[Stored data]
════════════════════
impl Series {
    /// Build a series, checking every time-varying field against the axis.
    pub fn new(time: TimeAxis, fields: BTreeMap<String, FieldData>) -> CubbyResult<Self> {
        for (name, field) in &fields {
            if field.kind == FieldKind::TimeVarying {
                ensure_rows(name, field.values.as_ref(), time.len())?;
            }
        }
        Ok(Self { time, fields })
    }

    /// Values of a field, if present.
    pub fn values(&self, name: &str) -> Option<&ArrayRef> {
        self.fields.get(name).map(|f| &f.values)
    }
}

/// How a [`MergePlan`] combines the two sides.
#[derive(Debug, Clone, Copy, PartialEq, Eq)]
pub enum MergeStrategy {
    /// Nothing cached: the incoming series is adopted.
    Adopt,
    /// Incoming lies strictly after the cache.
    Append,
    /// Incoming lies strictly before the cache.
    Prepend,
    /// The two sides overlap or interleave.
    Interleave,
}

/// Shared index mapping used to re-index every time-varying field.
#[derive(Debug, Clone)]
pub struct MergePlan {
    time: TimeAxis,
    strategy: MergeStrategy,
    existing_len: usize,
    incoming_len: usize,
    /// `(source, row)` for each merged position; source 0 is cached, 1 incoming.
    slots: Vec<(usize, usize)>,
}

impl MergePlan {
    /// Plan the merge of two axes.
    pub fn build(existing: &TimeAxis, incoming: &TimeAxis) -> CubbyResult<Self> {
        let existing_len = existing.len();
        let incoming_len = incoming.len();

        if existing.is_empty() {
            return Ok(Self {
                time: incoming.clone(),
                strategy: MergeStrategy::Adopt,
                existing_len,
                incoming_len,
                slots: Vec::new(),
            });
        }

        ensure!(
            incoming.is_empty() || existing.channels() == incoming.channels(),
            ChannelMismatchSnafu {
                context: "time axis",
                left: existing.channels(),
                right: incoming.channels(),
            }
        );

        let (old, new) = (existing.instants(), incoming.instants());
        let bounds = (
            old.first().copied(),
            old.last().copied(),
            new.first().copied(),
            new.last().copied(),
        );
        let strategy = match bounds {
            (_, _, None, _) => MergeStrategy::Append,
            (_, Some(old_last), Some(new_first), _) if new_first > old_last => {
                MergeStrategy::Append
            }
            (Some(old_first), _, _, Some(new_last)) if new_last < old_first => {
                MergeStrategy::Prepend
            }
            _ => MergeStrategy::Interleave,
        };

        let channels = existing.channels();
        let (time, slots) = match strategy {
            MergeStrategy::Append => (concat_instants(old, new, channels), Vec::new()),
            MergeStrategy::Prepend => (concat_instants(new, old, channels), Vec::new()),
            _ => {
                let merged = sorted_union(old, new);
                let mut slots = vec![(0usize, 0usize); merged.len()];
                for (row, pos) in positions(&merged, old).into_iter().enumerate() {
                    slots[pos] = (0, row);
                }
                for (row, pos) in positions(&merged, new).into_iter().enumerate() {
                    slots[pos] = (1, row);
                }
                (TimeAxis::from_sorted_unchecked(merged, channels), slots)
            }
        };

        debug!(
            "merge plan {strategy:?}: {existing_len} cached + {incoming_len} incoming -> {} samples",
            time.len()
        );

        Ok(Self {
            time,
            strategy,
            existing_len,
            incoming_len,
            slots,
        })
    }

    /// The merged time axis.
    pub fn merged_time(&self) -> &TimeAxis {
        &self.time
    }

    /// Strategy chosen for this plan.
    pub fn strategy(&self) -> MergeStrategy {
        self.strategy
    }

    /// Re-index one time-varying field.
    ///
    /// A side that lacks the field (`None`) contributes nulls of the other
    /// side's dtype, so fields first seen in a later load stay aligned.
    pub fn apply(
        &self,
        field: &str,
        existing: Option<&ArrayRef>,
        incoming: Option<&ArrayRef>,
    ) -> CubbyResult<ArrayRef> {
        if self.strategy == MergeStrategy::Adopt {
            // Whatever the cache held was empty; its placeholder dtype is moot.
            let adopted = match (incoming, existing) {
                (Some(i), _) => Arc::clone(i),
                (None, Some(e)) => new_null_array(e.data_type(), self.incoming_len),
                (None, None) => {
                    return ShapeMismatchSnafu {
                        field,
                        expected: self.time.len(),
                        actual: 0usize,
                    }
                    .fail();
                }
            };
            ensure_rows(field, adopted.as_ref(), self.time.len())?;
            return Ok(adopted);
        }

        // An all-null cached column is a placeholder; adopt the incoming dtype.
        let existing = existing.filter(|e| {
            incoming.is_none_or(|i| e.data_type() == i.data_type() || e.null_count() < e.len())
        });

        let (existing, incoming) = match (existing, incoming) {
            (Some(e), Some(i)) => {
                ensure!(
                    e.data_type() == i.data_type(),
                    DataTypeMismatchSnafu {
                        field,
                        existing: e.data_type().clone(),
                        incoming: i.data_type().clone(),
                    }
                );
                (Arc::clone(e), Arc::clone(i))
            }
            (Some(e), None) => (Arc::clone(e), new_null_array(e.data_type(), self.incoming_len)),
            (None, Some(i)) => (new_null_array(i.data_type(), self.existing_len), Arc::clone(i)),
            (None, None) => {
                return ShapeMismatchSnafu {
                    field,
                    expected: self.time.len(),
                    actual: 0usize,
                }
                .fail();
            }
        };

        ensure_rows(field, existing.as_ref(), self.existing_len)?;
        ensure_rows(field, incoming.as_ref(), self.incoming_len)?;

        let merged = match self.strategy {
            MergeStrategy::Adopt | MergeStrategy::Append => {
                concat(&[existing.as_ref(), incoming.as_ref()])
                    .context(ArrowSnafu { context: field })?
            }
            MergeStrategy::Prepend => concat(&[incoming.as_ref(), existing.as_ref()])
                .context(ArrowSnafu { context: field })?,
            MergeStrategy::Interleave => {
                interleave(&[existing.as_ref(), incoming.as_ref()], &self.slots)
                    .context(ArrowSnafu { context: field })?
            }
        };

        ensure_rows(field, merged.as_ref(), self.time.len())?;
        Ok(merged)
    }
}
════════════════════
> [Task goal] Only the lines above, from the first through the one holding "let (old, new)", are to be output, and they must be copied exactly.

> [Worked solution]
impl Series {
    /// Build a series, checking every time-varying field against the axis.
    pub fn new(time: TimeAxis, fields: BTreeMap<String, FieldData>) -> CubbyResult<Self> {
        for (name, field) in &fields {
            if field.kind == FieldKind::TimeVarying {
                ensure_rows(name, field.values.as_ref(), time.len())?;
            }
        }
        Ok(Self { time, fields })
    }

    /// Values of a field, if present.
    pub fn values(&self, name: &str) -> Option<&ArrayRef> {
        self.fields.get(name).map(|f| &f.values)
    }
}

/// How a [`MergePlan`] combines the two sides.
#[derive(Debug, Clone, Copy, PartialEq, Eq)]
pub enum MergeStrategy {
    /// Nothing cached: the incoming series is adopted.
    Adopt,
    /// Incoming lies strictly after the cache.
    Append,
    /// Incoming lies strictly before the cache.
    Prepend,
    /// The two sides overlap or interleave.
    Interleave,
}

/// Shared index mapping used to re-index every time-varying field.
#[derive(Debug, Clone)]
pub struct MergePlan {
    time: TimeAxis,
    strategy: MergeStrategy,
    existing_len: usize,
    incoming_len: usize,
    /// `(source, row)` for each merged position; source 0 is cached, 1 incoming.
    slots: Vec<(usize, usize)>,
}

impl MergePlan {
    /// Plan the merge of two axes.
    pub fn build(existing: &TimeAxis, incoming: &TimeAxis) -> CubbyResult<Self> {
        let existing_len = existing.len();
        let incoming_len = incoming.len();

        if existing.is_empty() {
            return Ok(Self {
                time: incoming.clone(),
                strategy: MergeStrategy::Adopt,
                existing_len,
                incoming_len,
                slots: Vec::new(),
            });
        }

        ensure!(
            incoming.is_empty() || existing.channels() == incoming.channels(),
            ChannelMismatchSnafu {
                context: "time axis",
                left: existing.channels(),
                right: incoming.channels(),
            }
        );

        let (old, new) = (existing.instants(), incoming.instants());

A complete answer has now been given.